__TASK DESCRIPTION__
Determine how many lines in the entries below contain "transferred", and output that number alone.

__RECORD EXTRACTS__

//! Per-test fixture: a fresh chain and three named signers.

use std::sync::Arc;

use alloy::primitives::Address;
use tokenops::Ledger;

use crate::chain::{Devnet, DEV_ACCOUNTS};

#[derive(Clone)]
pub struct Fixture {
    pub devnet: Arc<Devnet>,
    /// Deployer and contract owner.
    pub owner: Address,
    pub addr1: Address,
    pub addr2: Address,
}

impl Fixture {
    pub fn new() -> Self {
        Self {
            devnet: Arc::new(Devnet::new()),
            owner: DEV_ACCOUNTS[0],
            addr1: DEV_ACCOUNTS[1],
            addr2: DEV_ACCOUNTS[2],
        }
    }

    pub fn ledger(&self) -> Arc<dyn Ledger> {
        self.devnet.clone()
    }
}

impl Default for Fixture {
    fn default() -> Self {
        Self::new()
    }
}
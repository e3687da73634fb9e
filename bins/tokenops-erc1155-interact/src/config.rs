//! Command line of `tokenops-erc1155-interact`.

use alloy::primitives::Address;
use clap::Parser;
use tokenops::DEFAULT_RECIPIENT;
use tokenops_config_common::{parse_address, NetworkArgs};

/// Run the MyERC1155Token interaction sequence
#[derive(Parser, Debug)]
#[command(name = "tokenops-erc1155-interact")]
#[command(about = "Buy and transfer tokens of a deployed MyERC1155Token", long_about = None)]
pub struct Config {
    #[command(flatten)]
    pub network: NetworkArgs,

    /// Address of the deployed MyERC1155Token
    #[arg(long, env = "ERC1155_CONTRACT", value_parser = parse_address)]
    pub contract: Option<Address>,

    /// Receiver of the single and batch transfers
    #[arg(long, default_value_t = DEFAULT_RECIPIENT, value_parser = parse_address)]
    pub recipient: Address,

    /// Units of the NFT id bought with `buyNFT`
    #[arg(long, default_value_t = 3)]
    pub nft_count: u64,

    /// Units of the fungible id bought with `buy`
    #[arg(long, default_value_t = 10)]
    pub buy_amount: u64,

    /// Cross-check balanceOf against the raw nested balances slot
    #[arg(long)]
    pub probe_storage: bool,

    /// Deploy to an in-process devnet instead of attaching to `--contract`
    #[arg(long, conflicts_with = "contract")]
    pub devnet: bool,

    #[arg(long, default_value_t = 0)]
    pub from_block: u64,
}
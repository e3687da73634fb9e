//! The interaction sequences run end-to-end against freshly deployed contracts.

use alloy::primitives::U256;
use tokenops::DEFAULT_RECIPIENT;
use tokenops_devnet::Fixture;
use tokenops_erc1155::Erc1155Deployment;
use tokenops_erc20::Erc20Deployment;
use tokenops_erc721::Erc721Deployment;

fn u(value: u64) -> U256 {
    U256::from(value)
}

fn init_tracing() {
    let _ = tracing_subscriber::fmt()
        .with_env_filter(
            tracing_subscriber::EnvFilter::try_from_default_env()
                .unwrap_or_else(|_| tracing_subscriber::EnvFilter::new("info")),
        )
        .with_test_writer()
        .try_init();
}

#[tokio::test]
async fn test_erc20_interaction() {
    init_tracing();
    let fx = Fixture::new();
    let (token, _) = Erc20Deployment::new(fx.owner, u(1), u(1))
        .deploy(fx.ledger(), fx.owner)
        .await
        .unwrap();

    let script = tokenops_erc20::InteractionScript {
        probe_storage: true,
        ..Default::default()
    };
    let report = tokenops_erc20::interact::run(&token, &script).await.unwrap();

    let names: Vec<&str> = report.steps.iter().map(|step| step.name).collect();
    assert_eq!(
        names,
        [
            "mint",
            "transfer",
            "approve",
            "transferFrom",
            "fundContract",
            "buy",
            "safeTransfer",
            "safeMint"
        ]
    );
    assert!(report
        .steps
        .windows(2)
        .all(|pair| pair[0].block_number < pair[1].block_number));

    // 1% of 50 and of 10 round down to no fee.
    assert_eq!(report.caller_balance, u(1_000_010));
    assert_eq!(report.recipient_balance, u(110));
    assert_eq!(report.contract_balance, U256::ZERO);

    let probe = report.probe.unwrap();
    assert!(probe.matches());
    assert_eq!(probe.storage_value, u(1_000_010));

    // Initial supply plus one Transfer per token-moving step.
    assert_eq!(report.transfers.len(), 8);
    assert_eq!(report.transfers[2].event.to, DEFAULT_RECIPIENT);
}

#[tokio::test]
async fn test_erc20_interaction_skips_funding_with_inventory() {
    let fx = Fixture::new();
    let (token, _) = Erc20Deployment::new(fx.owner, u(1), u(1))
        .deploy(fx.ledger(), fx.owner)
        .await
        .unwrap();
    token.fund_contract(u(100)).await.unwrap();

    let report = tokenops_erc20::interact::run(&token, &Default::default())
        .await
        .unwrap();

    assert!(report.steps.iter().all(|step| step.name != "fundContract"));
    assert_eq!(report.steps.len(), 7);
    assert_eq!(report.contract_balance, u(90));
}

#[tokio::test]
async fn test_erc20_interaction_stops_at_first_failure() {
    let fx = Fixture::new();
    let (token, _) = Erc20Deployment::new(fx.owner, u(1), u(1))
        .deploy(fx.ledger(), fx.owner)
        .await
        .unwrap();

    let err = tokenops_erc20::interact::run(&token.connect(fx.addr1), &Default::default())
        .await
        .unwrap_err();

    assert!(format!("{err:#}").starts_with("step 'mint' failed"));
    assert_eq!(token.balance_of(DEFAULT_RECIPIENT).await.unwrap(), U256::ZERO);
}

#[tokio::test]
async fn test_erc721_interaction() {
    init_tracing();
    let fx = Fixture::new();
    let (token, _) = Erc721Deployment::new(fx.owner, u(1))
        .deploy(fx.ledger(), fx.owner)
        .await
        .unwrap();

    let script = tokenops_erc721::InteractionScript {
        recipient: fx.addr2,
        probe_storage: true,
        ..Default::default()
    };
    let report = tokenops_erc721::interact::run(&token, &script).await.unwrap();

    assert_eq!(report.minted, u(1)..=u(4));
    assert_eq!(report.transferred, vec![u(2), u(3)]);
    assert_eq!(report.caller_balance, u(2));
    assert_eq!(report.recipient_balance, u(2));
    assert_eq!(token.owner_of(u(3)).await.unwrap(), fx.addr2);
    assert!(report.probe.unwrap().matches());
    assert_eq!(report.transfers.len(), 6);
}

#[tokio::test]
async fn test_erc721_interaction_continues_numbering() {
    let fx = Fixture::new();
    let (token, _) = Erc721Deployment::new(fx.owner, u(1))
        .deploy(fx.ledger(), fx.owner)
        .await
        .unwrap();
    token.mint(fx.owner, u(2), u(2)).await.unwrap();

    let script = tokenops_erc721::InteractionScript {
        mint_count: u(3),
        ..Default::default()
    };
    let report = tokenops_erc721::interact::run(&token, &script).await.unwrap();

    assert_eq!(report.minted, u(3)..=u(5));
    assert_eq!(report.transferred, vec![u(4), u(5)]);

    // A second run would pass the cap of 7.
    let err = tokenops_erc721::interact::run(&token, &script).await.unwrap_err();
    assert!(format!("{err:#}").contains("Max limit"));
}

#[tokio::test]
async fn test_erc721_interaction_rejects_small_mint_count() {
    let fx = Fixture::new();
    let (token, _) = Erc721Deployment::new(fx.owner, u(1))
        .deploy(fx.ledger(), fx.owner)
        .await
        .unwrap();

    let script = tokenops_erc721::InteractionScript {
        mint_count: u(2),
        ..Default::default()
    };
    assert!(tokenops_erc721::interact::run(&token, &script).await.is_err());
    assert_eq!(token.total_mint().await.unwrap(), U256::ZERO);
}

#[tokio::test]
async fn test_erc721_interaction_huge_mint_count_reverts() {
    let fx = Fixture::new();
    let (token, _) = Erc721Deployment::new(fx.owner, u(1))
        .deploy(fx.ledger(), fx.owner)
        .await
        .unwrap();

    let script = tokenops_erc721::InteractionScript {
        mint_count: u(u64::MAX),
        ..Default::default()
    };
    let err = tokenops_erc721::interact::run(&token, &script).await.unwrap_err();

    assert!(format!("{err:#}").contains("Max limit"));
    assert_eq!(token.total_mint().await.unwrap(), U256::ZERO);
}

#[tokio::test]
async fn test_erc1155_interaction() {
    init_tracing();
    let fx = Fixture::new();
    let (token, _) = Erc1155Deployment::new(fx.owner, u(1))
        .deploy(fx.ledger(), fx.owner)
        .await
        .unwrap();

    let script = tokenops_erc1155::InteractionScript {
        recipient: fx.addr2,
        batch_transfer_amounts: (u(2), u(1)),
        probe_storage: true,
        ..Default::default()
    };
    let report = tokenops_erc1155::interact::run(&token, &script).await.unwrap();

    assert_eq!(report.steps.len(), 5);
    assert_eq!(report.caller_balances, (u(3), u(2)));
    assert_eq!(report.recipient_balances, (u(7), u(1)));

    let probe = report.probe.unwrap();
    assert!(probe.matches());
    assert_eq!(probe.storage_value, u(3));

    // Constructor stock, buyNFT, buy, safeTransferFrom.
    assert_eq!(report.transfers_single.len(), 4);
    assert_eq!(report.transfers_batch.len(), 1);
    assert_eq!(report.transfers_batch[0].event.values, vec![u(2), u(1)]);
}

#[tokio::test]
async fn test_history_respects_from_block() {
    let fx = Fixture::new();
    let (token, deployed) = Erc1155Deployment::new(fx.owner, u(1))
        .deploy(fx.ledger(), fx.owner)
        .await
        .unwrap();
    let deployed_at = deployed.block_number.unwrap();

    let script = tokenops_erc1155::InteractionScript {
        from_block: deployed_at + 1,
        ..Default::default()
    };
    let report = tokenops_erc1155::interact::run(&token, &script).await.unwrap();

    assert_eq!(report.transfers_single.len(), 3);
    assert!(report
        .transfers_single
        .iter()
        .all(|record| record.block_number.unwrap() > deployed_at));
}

__SOLUTION TO THIS PROBLEM__
2